- Task details:
From the first line of the data below through the line holding "use crate::models::RawValue;", write out each line exactly as it stands.

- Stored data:
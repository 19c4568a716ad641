//! VOTable decoding for TAP query results.
//!
//! Only the TABLEDATA serialization is supported. Cells are decoded into
//! [`RawValue`]s according to the declared FIELD datatype.

use indexmap::IndexMap;
use quick_xml::events::{BytesStart, Event};
use quick_xml::Reader;
use thiserror::Error;

use crate::models::RawValue;

#[derive(Debug, Error)]
pub enum VoTableError {
    #[error("XML error: {0}")]
    Xml(String),
    #[error("query failed: {0}")]
    QueryStatus(String),
    #[error("unsupported VOTable serialization: {0}")]
    UnsupportedSerialization(String),
}

/// Column metadata from a FIELD element.
#[derive(Debug, Clone, Default, PartialEq)]
pub struct VoField {
    pub name: String,
    pub datatype: String,
    pub arraysize: Option<String>,
    pub unit: Option<String>,
    pub ucd: Option<String>,
    pub xtype: Option<String>,
    pub description: Option<String>,
    /// Cell text that represents a missing value.
    pub null: Option<String>,
}

impl VoField {
    /// True when each cell holds more than one element. Character columns
    /// are strings whatever their size.
    pub fn is_array(&self) -> bool {
        match self.arraysize.as_deref() {
            None | Some("1") => false,
            Some(_) => !self.is_character(),
        }
    }

    pub fn is_character(&self) -> bool {
        matches!(self.datatype.as_str(), "char" | "unicodeChar")
    }

    /// Decode one TABLEDATA cell.
    pub fn decode(&self, text: &str) -> RawValue {
        if self.null.as_deref() == Some(text) {
            return RawValue::Null;
        }
        if self.is_character() || self.is_array() {
            return if text.is_empty() {
                RawValue::Null
            } else {
                RawValue::Text(text.to_string())
            };
        }
        let trimmed = text.trim();
        if trimmed.is_empty() {
            return RawValue::Null;
        }
        match self.datatype.as_str() {
            "boolean" => match trimmed {
                "T" | "t" | "1" | "true" | "TRUE" | "True" => RawValue::Boolean(true),
                "F" | "f" | "0" | "false" | "FALSE" | "False" => RawValue::Boolean(false),
                _ => RawValue::Null,
            },
            "bit" | "unsignedByte" | "short" | "int" | "long" => trimmed
                .parse::<i64>()
                .map(RawValue::Integer)
                .unwrap_or_else(|_| RawValue::Text(trimmed.to_string())),
            "float" | "double" => trimmed
                .parse::<f64>()
                .map(RawValue::Real)
                .unwrap_or_else(|_| RawValue::Text(trimmed.to_string())),
            _ => RawValue::Text(text.to_string()),
        }
    }
}

/// One row of a TAP result, keyed by column name.
#[derive(Debug, Clone, Default, PartialEq)]
pub struct TapRecord {
    values: IndexMap<String, RawValue>,
}

impl TapRecord {
    pub fn new() -> Self {
        Self::default()
    }

    pub fn from_pairs<K: Into<String>>(pairs: impl IntoIterator<Item = (K, RawValue)>) -> Self {
        Self {
            values: pairs.into_iter().map(|(k, v)| (k.into(), v)).collect(),
        }
    }

    pub fn insert(&mut self, column: impl Into<String>, value: RawValue) {
        self.values.insert(column.into(), value);
    }

    pub fn get(&self, column: &str) -> Option<&RawValue> {
        self.values.get(column)
    }

    pub fn contains(&self, column: &str) -> bool {
        self.values.contains_key(column)
    }

    pub fn iter(&self) -> impl Iterator<Item = (&str, &RawValue)> {
        self.values.iter().map(|(k, v)| (k.as_str(), v))
    }

    pub fn len(&self) -> usize {
        self.values.len()
    }

    pub fn is_empty(&self) -> bool {
        self.values.is_empty()
    }

    /// Short identifier for log messages.
    pub fn label(&self) -> String {
        self.values
            .get("granule_uid")
            .or_else(|| self.values.values().next())
            .map(|v| v.to_string())
            .unwrap_or_default()
    }
}

/// A decoded VOTable: column metadata and rows.
#[derive(Debug, Clone, Default)]
pub struct VoTable {
    pub fields: Vec<VoField>,
    pub rows: Vec<TapRecord>,
}

fn attributes(e: &BytesStart<'_>) -> Result<IndexMap<String, String>, VoTableError> {
    let mut out = IndexMap::new();
    for attr in e.attributes() {
        let attr = attr.map_err(|e| VoTableError::Xml(e.to_string()))?;
        let key = String::from_utf8_lossy(attr.key.local_name().as_ref()).to_string();
        let value = attr
            .unescape_value()
            .map_err(|e| VoTableError::Xml(e.to_string()))?
            .to_string();
        out.insert(key, value);
    }
    Ok(out)
}

fn field_from(attrs: &IndexMap<String, String>) -> VoField {
    VoField {
        name: attrs.get("name").cloned().unwrap_or_default(),
        datatype: attrs.get("datatype").cloned().unwrap_or_default(),
        arraysize: attrs.get("arraysize").cloned(),
        unit: attrs.get("unit").cloned(),
        ucd: attrs.get("ucd").cloned(),
        xtype: attrs.get("xtype").cloned(),
        description: None,
        null: None,
    }
}

/// Parse a VOTable document.
pub fn parse_votable(xml: &[u8]) -> Result<VoTable, VoTableError> {
    let mut reader = Reader::from_reader(xml);
    reader.config_mut().trim_text(false);

    let mut table = VoTable::default();
    let mut buf = Vec::new();
    let mut text = String::new();
    let mut in_field = false;
    let mut error_info: Option<String> = None;
    let mut in_error_info = false;
    let mut row: Option<Vec<String>> = None;

    loop {
        match reader.read_event_into(&mut buf) {
            Ok(Event::Start(e)) => {
                text.clear();
                match e.local_name().as_ref() {
                    b"FIELD" => {
                        table.fields.push(field_from(&attributes(&e)?));
                        in_field = true;
                    }
                    b"VALUES" if in_field => set_null(&mut table, &attributes(&e)?),
                    b"INFO" => {
                        let attrs = attributes(&e)?;
                        if is_error_status(&attrs) {
                            in_error_info = true;
                            error_info = attrs.get("value").cloned();
                        }
                    }
                    b"TR" => row = Some(Vec::with_capacity(table.fields.len())),
                    name @ (b"BINARY" | b"BINARY2" | b"FITS") => {
                        return Err(VoTableError::UnsupportedSerialization(
                            String::from_utf8_lossy(name).to_string(),
                        ))
                    }
                    _ => {}
                }
            }
            Ok(Event::Empty(e)) => match e.local_name().as_ref() {
                b"FIELD" => table.fields.push(field_from(&attributes(&e)?)),
                b"VALUES" if in_field => set_null(&mut table, &attributes(&e)?),
                b"TD" => {
                    if let Some(cells) = row.as_mut() {
                        cells.push(String::new());
                    }
                }
                b"INFO" => {
                    let attrs = attributes(&e)?;
                    if is_error_status(&attrs) {
                        return Err(VoTableError::QueryStatus(
                            attrs.get("value").cloned().unwrap_or_default(),
                        ));
                    }
                }
                _ => {}
            },
            Ok(Event::Text(te)) => {
                let unescaped = te.unescape().map_err(|e| VoTableError::Xml(e.to_string()))?;
                text.push_str(&unescaped);
            }
            Ok(Event::CData(cd)) => {
                text.push_str(&String::from_utf8_lossy(&cd.into_inner()));
            }
            Ok(Event::End(e)) => {
                match e.local_name().as_ref() {
                    b"FIELD" => in_field = false,
                    b"DESCRIPTION" if in_field => {
                        if let Some(field) = table.fields.last_mut() {
                            field.description = Some(text.trim().to_string());
                        }
                    }
                    b"TD" => {
                        if let Some(cells) = row.as_mut() {
                            cells.push(std::mem::take(&mut text));
                        }
                    }
                    b"TR" => {
                        if let Some(cells) = row.take() {
                            table.rows.push(decode_row(&table.fields, cells));
                        }
                    }
                    b"INFO" if in_error_info => {
                        let message = text.trim();
                        let message = if message.is_empty() {
                            error_info.take().unwrap_or_default()
                        } else {
                            message.to_string()
                        };
                        return Err(VoTableError::QueryStatus(message));
                    }
                    _ => {}
                }
                text.clear();
            }
            Ok(Event::Eof) => break,
            Err(e) => return Err(VoTableError::Xml(e.to_string())),
            _ => {}
        }
        buf.clear();
    }

    Ok(table)
}

fn is_error_status(attrs: &IndexMap<String, String>) -> bool {
    attrs.get("name").map(String::as_str) == Some("QUERY_STATUS")
        && attrs.get("value").map(String::as_str) == Some("ERROR")
}

fn set_null(table: &mut VoTable, attrs: &IndexMap<String, String>) {
    if let (Some(field), Some(null)) = (table.fields.last_mut(), attrs.get("null")) {
        field.null = Some(null.clone());
    }
}

fn decode_row(fields: &[VoField], cells: Vec<String>) -> TapRecord {
    let mut record = TapRecord::new();
    for (index, cell) in cells.into_iter().enumerate() {
        match fields.get(index) {
            Some(field) => record.insert(field.name.clone(), field.decode(&cell)),
            None => record.insert(format!("col{}", index), RawValue::Text(cell)),
        }
    }
    record
}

- Your solution:
repository 19c4568a716ad641
//! VOTable decoding for TAP query results.
//!
//! Only the TABLEDATA serialization is supported. Cells are decoded into
//! [`RawValue`]s according to the declared FIELD datatype.

use indexmap::IndexMap;
use quick_xml::events::{BytesStart, Event};
use quick_xml::Reader;
use thiserror::Error;

use crate::models::RawValue;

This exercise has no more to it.